As such, you have no reference to compare. Even if you did, that reference would be over 50 years old in the first place and likely deteriorated too.

I'm dealing with such an issue with these classic Marantz 1060s on my bench right now:
View attachment 228095

No, you're not seeing double!

The top one is my father's 1060 bought in 1972 and kept boxed for 40 years. I fully restored it about 5 years ago as it had deteriorated in the box (caps of course), but didn't change any semis as they were all in spec and silent (no noise). I borrowed it yesterday for the purpose of comparison, as I have all the data and know exactly what I did and how it tested. All the FR plots and performance details are in my records for that amp.

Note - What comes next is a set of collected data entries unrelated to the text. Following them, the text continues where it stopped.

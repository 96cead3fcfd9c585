//! Mock infrastructure for testing
//!
//! A scripted in-process compositor: [`MockCompositor`] is the test's remote
//! control, [`MockTransport`] is handed to `Integration::init`.

#![allow(dead_code)]

use std::collections::{HashMap, VecDeque};
use std::sync::Arc;
use std::sync::atomic::{AtomicBool, Ordering};
use std::time::Duration;

use parking_lot::Mutex;
use portalcast_core::config::IntegrationConfig;
use portalcast_core::error::{PortalcastError, Result};
use portalcast_core::notify::{Notification, Notifier};
use portalcast_core::protocol::{
    EventSink, Interface, OutputInfo, ProtocolClient, ProtocolEvent, StreamHandle, Transport,
};
use portalcast_core::types::{CursorMode, Orientation, Point, Size};
use portalcast_core::{Integration, IntegrationEvent};
use tokio::sync::broadcast;

pub const OUTPUT_NAME: u32 = 5;
pub const FAKE_INPUT_NAME: u32 = 10;
pub const SCREENCAST_NAME: u32 = 11;
pub const WINDOW_MANAGEMENT_NAME: u32 = 12;

/// How the compositor answers the next capture request
#[derive(Debug, Clone)]
pub enum StreamScript {
    /// Stream goes live on this node
    Create(u32),
    /// Stream goes live, but only after a delay
    CreateAfter(u32, Duration),
    /// Request is rejected
    Fail(String),
    /// Nothing ever comes back
    Silent,
}

/// Every request the integration made, in order
#[derive(Debug, Clone, PartialEq)]
pub enum Call {
    BindOutput(u32, u32),
    ReleaseOutput(u32),
    BindFakeInput,
    BindScreencast,
    BindWindowManagement,
    StreamOutput(u32, CursorMode),
    StreamWindow(String, CursorMode),
    CloseStream(StreamHandle),
    Authenticate(String, String),
    Button(u32, bool),
    Motion(f64, f64),
    Absolute(f64, f64),
    Axis(Orientation, f64),
    Key(u32, bool),
}

#[derive(Default)]
struct Inner {
    events: Mutex<Option<EventSink>>,
    calls: Mutex<Vec<Call>>,
    globals: Mutex<Vec<(Interface, u32, u32)>>,
    outputs: Mutex<HashMap<u32, OutputInfo>>,
    scripts: Mutex<VecDeque<StreamScript>>,
    handles: Mutex<Vec<StreamHandle>>,
    refuse: Mutex<Option<String>>,
    kill: Mutex<Option<String>>,
    dispatching: AtomicBool,
}

impl Inner {
    fn send(&self, event: ProtocolEvent) {
        if let Some(events) = self.events.lock().as_ref() {
            let _ = events.send(event);
        }
    }

    fn record(&self, call: Call) {
        self.calls.lock().push(call);
    }

    fn answer(self: &Arc<Self>, handle: StreamHandle) {
        self.handles.lock().push(handle);
        let script = self
            .scripts
            .lock()
            .pop_front()
            .unwrap_or(StreamScript::Silent);

        match script {
            StreamScript::Create(node_id) => self.send(ProtocolEvent::StreamCreated { handle, node_id }),
            StreamScript::Fail(error) => self.send(ProtocolEvent::StreamFailed { handle, error }),
            StreamScript::CreateAfter(node_id, delay) => {
                let inner = self.clone();
                std::thread::spawn(move || {
                    std::thread::sleep(delay);
                    inner.send(ProtocolEvent::StreamCreated { handle, node_id });
                });
            }
            StreamScript::Silent => {}
        }
    }
}

/// Remote control for the mock compositor
#[derive(Clone, Default)]
pub struct MockCompositor {
    inner: Arc<Inner>,
}

impl MockCompositor {
    /// A compositor with nothing announced
    pub fn empty() -> Self {
        Self::default()
    }

    /// KWin with one 1920x1080 HDMI output at the origin and every capability
    pub fn kde() -> Self {
        let compositor = Self::empty();
        compositor.add_output(
            OUTPUT_NAME,
            2,
            OutputInfo {
                name: OUTPUT_NAME,
                connector: "HDMI-A-1".to_string(),
                manufacturer: "Dell Inc.".to_string(),
                model: "U2720Q".to_string(),
                pixel_size: Size::new(1920, 1080),
                global_position: Point::new(0, 0),
            },
        );
        compositor.add_global(Interface::FakeInput, FAKE_INPUT_NAME, 4);
        compositor.add_global(Interface::Screencast, SCREENCAST_NAME, 3);
        compositor.add_global(Interface::WindowManagement, WINDOW_MANAGEMENT_NAME, 16);
        compositor
    }

    pub fn add_global(&self, interface: Interface, name: u32, version: u32) {
        self.inner.globals.lock().push((interface, name, version));
    }

    /// Announce an output that describes itself as soon as it is bound
    pub fn add_output(&self, name: u32, version: u32, info: OutputInfo) {
        self.inner.outputs.lock().insert(name, info);
        self.add_global(Interface::Output, name, version);
    }

    /// Queue the answer to the next capture request
    pub fn script(&self, script: StreamScript) {
        self.inner.scripts.lock().push_back(script);
    }

    /// Make the handshake fail
    pub fn refuse(&self, reason: &str) {
        *self.inner.refuse.lock() = Some(reason.to_string());
    }

    /// Drop the connection from the compositor side
    pub fn kill(&self, reason: &str) {
        *self.inner.kill.lock() = Some(reason.to_string());
    }

    /// Inject a raw protocol event
    pub fn emit(&self, event: ProtocolEvent) {
        self.inner.send(event);
    }

    pub fn calls(&self) -> Vec<Call> {
        self.inner.calls.lock().clone()
    }

    /// Handles of every capture request so far
    pub fn handles(&self) -> Vec<StreamHandle> {
        self.inner.handles.lock().clone()
    }

    pub fn is_dispatching(&self) -> bool {
        self.inner.dispatching.load(Ordering::SeqCst)
    }

    pub fn transport(&self) -> MockTransport {
        MockTransport {
            inner: self.inner.clone(),
        }
    }
}

/// Transport side of the mock compositor
pub struct MockTransport {
    inner: Arc<Inner>,
}

impl Transport for MockTransport {
    fn connect(&mut self, events: EventSink) -> Result<Arc<dyn ProtocolClient>> {
        if let Some(reason) = self.inner.refuse.lock().clone() {
            return Err(PortalcastError::protocol(reason));
        }
        *self.inner.events.lock() = Some(events);
        Ok(Arc::new(MockClient {
            inner: self.inner.clone(),
        }))
    }

    fn dispatch(&mut self, shutdown: &AtomicBool) -> Result<()> {
        self.inner.dispatching.store(true, Ordering::SeqCst);

        let globals = self.inner.globals.lock().clone();
        for (interface, name, version) in globals {
            self.inner.send(ProtocolEvent::Global {
                interface,
                name,
                version,
            });
        }
        self.inner.send(ProtocolEvent::InterfacesAnnounced);

        let outcome = loop {
            if shutdown.load(Ordering::SeqCst) {
                break Ok(());
            }
            if let Some(reason) = self.inner.kill.lock().take() {
                break Err(PortalcastError::protocol(reason));
            }
            std::thread::sleep(Duration::from_millis(5));
        };

        self.inner.dispatching.store(false, Ordering::SeqCst);
        *self.inner.events.lock() = None;
        outcome
    }
}

struct MockClient {
    inner: Arc<Inner>,
}

impl ProtocolClient for MockClient {
    fn bind_output(&self, name: u32, version: u32) -> Result<()> {
        self.inner.record(Call::BindOutput(name, version));
        let info = self.inner.outputs.lock().get(&name).cloned();
        if let Some(info) = info {
            self.inner.send(ProtocolEvent::OutputChanged(info));
        }
        Ok(())
    }

    fn release_output(&self, name: u32) {
        self.inner.record(Call::ReleaseOutput(name));
    }

    fn bind_fake_input(&self, _name: u32, _version: u32) -> Result<()> {
        self.inner.record(Call::BindFakeInput);
        Ok(())
    }

    fn bind_screencast(&self, _name: u32, _version: u32) -> Result<()> {
        self.inner.record(Call::BindScreencast);
        Ok(())
    }

    fn bind_window_management(&self, _name: u32, _version: u32) -> Result<()> {
        self.inner.record(Call::BindWindowManagement);
        Ok(())
    }

    fn stream_output(&self, output: u32, cursor: CursorMode) -> Result<StreamHandle> {
        self.inner.record(Call::StreamOutput(output, cursor));
        let handle = StreamHandle::new();
        self.inner.answer(handle);
        Ok(handle)
    }

    fn stream_window(&self, window_uuid: &str, cursor: CursorMode) -> Result<StreamHandle> {
        self.inner
            .record(Call::StreamWindow(window_uuid.to_string(), cursor));
        let handle = StreamHandle::new();
        self.inner.answer(handle);
        Ok(handle)
    }

    fn close_stream(&self, handle: StreamHandle) {
        self.inner.record(Call::CloseStream(handle));
    }

    fn authenticate(&self, application: &str, reason: &str) {
        self.inner.record(Call::Authenticate(
            application.to_string(),
            reason.to_string(),
        ));
    }

    fn pointer_button(&self, button: u32, pressed: bool) {
        self.inner.record(Call::Button(button, pressed));
    }

    fn pointer_motion(&self, dx: f64, dy: f64) {
        self.inner.record(Call::Motion(dx, dy));
    }

    fn pointer_motion_absolute(&self, x: f64, y: f64) {
        self.inner.record(Call::Absolute(x, y));
    }

    fn pointer_axis(&self, orientation: Orientation, delta: f64) {
        self.inner.record(Call::Axis(orientation, delta));
    }

    fn keyboard_key(&self, keycode: u32, pressed: bool) {
        self.inner.record(Call::Key(keycode, pressed));
    }
}

/// Notifier that keeps what it was asked to show
#[derive(Default)]
pub struct RecordingNotifier {
    shown: Mutex<Vec<Notification>>,
}

impl RecordingNotifier {
    pub fn shown(&self) -> Vec<Notification> {
        self.shown.lock().clone()
    }
}

impl Notifier for RecordingNotifier {
    fn notify(&self, notification: Notification) {
        self.shown.lock().push(notification);
    }
}

/// Config with a short negotiation bound for tests that expect timeouts
pub fn fast_config() -> IntegrationConfig {
    IntegrationConfig::default()
        .with_negotiation_timeout(Duration::from_millis(100))
        .with_join_timeout(Duration::from_millis(500))
}

/// Connect an integration to `compositor` and wait for the registry
pub async fn connect(
    compositor: &MockCompositor,
    config: IntegrationConfig,
) -> (Integration, Arc<RecordingNotifier>) {
    let notifier = Arc::new(RecordingNotifier::default());
    let integration = Integration::with_notifier(config, notifier.clone());
    integration
        .init(compositor.transport())
        .expect("connection thread starts");
    integration
        .wait_until_settled(Duration::from_secs(2))
        .await
        .expect("registry settles");
    (integration, notifier)
}

/// Wait for the first event matching `wanted`
pub async fn wait_for<F>(events: &mut broadcast::Receiver<IntegrationEvent>, wanted: F) -> IntegrationEvent
where
    F: Fn(&IntegrationEvent) -> bool,
{
    tokio::time::timeout(Duration::from_secs(2), async {
        loop {
            match events.recv().await {
                Ok(event) if wanted(&event) => return event,
                Ok(_) | Err(broadcast::error::RecvError::Lagged(_)) => continue,
                Err(broadcast::error::RecvError::Closed) => panic!("event channel closed"),
            }
        }
    })
    .await
    .expect("event arrives in time")
}

/// Poll `condition` until it holds
pub async fn wait_until<F>(condition: F)
where
    F: Fn() -> bool,
{
    tokio::time::timeout(Duration::from_secs(2), async {
        while !condition() {
            tokio::time::sleep(Duration::from_millis(5)).await;
        }
    })
    .await
    .expect("condition holds in time")
}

The bottom one is a friend's 1060, one he bought on my recommendation which he thought was likely original. It wasn't. It had been completely (and very well done) rebuilt including all the front end (phono/pre/tone) semis, caps etc replaced. PSU and amp caps as well. But It sounds like #ss to him.

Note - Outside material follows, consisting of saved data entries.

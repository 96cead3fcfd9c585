//! Compositor protocol seam
//!
//! The integration never talks to the wire directly. A [`Transport`] owns
//! the connection on the worker thread and turns protocol traffic into
//! [`ProtocolEvent`]s; the [`ProtocolClient`] it hands back issues requests
//! from the consumer side.
//!
//! ```text
//! ┌──────────────┐  ProtocolEvent   ┌─────────────┐
//! │ Transport    │─────────────────▶│ Integration │
//! │ (worker)     │                  │ (consumer)  │
//! └──────────────┘◀─────────────────└─────────────┘
//!                   ProtocolClient
//! ```

#[cfg(feature = "wayland")]
pub mod wayland;

use std::sync::Arc;
use std::sync::atomic::{AtomicBool, AtomicU64, Ordering};

use tokio::sync::mpsc;

use crate::error::Result;
use crate::types::{CursorMode, Orientation, Point, Size};

/// Channel the transport publishes protocol events on
pub type EventSink = mpsc::UnboundedSender<ProtocolEvent>;

/// Receiving side of [`EventSink`]
pub type EventSource = mpsc::UnboundedReceiver<ProtocolEvent>;

/// Global counter for stream handles
static STREAM_HANDLE_COUNTER: AtomicU64 = AtomicU64::new(1);

/// Opaque handle for a pending or established capture stream
#[derive(Debug, Clone, Copy, PartialEq, Eq, Hash, PartialOrd, Ord)]
pub struct StreamHandle(u64);

impl StreamHandle {
    /// Mint a new process-unique handle
    pub fn new() -> Self {
        Self(STREAM_HANDLE_COUNTER.fetch_add(1, Ordering::SeqCst))
    }

    /// Get the raw handle value
    pub fn as_u64(&self) -> u64 {
        self.0
    }
}

impl Default for StreamHandle {
    fn default() -> Self {
        Self::new()
    }
}

impl std::fmt::Display for StreamHandle {
    fn fmt(&self, f: &mut std::fmt::Formatter<'_>) -> std::fmt::Result {
        write!(f, "StreamHandle({})", self.0)
    }
}

/// Registry interfaces the integration cares about
#[derive(Debug, Clone, PartialEq, Eq, Hash)]
pub enum Interface {
    Output,
    FakeInput,
    Screencast,
    WindowManagement,
    Other(String),
}

impl Interface {
    pub const OUTPUT: &'static str = "wl_output";
    pub const FAKE_INPUT: &'static str = "org_kde_kwin_fake_input";
    pub const SCREENCAST: &'static str = "zkde_screencast_unstable_v1";
    pub const WINDOW_MANAGEMENT: &'static str = "org_kde_plasma_window_management";

    /// Classify an interface name announced by the registry
    pub fn from_name(name: &str) -> Self {
        match name {
            Self::OUTPUT => Self::Output,
            Self::FAKE_INPUT => Self::FakeInput,
            Self::SCREENCAST => Self::Screencast,
            Self::WINDOW_MANAGEMENT => Self::WindowManagement,
            other => Self::Other(other.to_string()),
        }
    }

    /// Protocol interface name
    pub fn name(&self) -> &str {
        match self {
            Self::Output => Self::OUTPUT,
            Self::FakeInput => Self::FAKE_INPUT,
            Self::Screencast => Self::SCREENCAST,
            Self::WindowManagement => Self::WINDOW_MANAGEMENT,
            Self::Other(name) => name,
        }
    }
}

/// Output metadata as reported by the compositor
#[derive(Debug, Clone, PartialEq, Eq, Default)]
pub struct OutputInfo {
    /// Registry name of the output global
    pub name: u32,
    /// Connector name, e.g. "eDP-1" or "HDMI-A-1"
    pub connector: String,
    pub manufacturer: String,
    pub model: String,
    /// Current mode size
    pub pixel_size: Size,
    /// Position in the compositor-global space
    pub global_position: Point,
}

/// Everything the worker thread reports back to the consumer
pub enum ProtocolEvent {
    /// Handshake completed
    Connected(Arc<dyn ProtocolClient>),
    /// Handshake failed; the worker has stopped
    ConnectFailed(String),
    /// An established connection went away
    ConnectionDied(String),
    /// A registry global was announced
    Global {
        interface: Interface,
        name: u32,
        version: u32,
    },
    /// A registry global was retracted
    GlobalRemoved { name: u32 },
    /// The initial burst of globals is complete
    InterfacesAnnounced,
    /// An output finished (re)describing itself
    OutputChanged(OutputInfo),
    /// A capture stream is live on the given PipeWire node
    StreamCreated { handle: StreamHandle, node_id: u32 },
    /// The compositor rejected a capture request
    StreamFailed { handle: StreamHandle, error: String },
    /// The compositor ended a capture stream
    StreamClosed { handle: StreamHandle },
}

impl std::fmt::Debug for ProtocolEvent {
    fn fmt(&self, f: &mut std::fmt::Formatter<'_>) -> std::fmt::Result {
        match self {
            Self::Connected(_) => write!(f, "Connected"),
            Self::ConnectFailed(reason) => write!(f, "ConnectFailed({reason})"),
            Self::ConnectionDied(reason) => write!(f, "ConnectionDied({reason})"),
            Self::Global {
                interface,
                name,
                version,
            } => write!(f, "Global({} name={name} v{version})", interface.name()),
            Self::GlobalRemoved { name } => write!(f, "GlobalRemoved({name})"),
            Self::InterfacesAnnounced => write!(f, "InterfacesAnnounced"),
            Self::OutputChanged(info) => write!(f, "OutputChanged({})", info.name),
            Self::StreamCreated { handle, node_id } => {
                write!(f, "StreamCreated({handle}, node={node_id})")
            }
            Self::StreamFailed { handle, error } => write!(f, "StreamFailed({handle}, {error})"),
            Self::StreamClosed { handle } => write!(f, "StreamClosed({handle})"),
        }
    }
}

/// Request side of the compositor protocol
///
/// Requests are fire-and-forget; results come back as [`ProtocolEvent`]s.
pub trait ProtocolClient: Send + Sync {
    /// Bind a `wl_output` global; metadata arrives as `OutputChanged`
    fn bind_output(&self, name: u32, version: u32) -> Result<()>;

    /// Drop a previously bound output
    fn release_output(&self, name: u32);

    /// Bind the fake input (virtual input) global
    fn bind_fake_input(&self, name: u32, version: u32) -> Result<()>;

    /// Bind the screencast global
    fn bind_screencast(&self, name: u32, version: u32) -> Result<()>;

    /// Bind the plasma window management global
    fn bind_window_management(&self, name: u32, version: u32) -> Result<()>;

    /// Request a stream of a bound output
    fn stream_output(&self, output: u32, cursor: CursorMode) -> Result<StreamHandle>;

    /// Request a stream of a window, by its window-management uuid
    fn stream_window(&self, window_uuid: &str, cursor: CursorMode) -> Result<StreamHandle>;

    /// Release a stream, pending or live
    fn close_stream(&self, handle: StreamHandle);

    /// Ask the compositor to trust this client with fake input
    fn authenticate(&self, application: &str, reason: &str);

    fn pointer_button(&self, button: u32, pressed: bool);

    fn pointer_motion(&self, dx: f64, dy: f64);

    fn pointer_motion_absolute(&self, x: f64, y: f64);

    fn pointer_axis(&self, orientation: Orientation, delta: f64);

    fn keyboard_key(&self, keycode: u32, pressed: bool);
}

/// Connection side of the compositor protocol, driven by the worker thread
pub trait Transport: Send + 'static {
    /// Perform the handshake and hand back the request side.
    ///
    /// Must not publish events; everything the compositor says goes out
    /// through `dispatch`, after `Connected` has been delivered.
    fn connect(&mut self, events: EventSink) -> Result<Arc<dyn ProtocolClient>>;

    /// Process protocol traffic until the connection dies or `shutdown` is set.
    ///
    /// `Ok` with `shutdown` unset means the compositor hung up cleanly.
    fn dispatch(&mut self, shutdown: &AtomicBool) -> Result<()>;
}

#[cfg(test)]
mod tests {
    use super::*;

    #[test]
    fn test_stream_handles_are_unique() {
        let a = StreamHandle::new();
        let b = StreamHandle::new();
        assert_ne!(a, b);
        assert!(b.as_u64() > a.as_u64());
    }

    #[test]
    fn test_interface_names() {
        assert_eq!(Interface::from_name("wl_output"), Interface::Output);
        assert_eq!(
            Interface::from_name("zkde_screencast_unstable_v1"),
            Interface::Screencast
        );
        assert_eq!(
            Interface::from_name("wl_seat"),
            Interface::Other("wl_seat".to_string())
        );
        assert_eq!(Interface::FakeInput.name(), "org_kde_kwin_fake_input");
    }
}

Now I'm delving into what exactly is causing these two essentially identical amps to sound totally different.

More to come...
Beautiful piece of history, thank you for that.

I would like to know more about how a rebuild could change the sound of a preamp, receiver, or amplifier.

I’m thinking about getting a mid to late 1970s Marantz receiver. I see some of them are original, more expensive ones have been serviced, some including caps.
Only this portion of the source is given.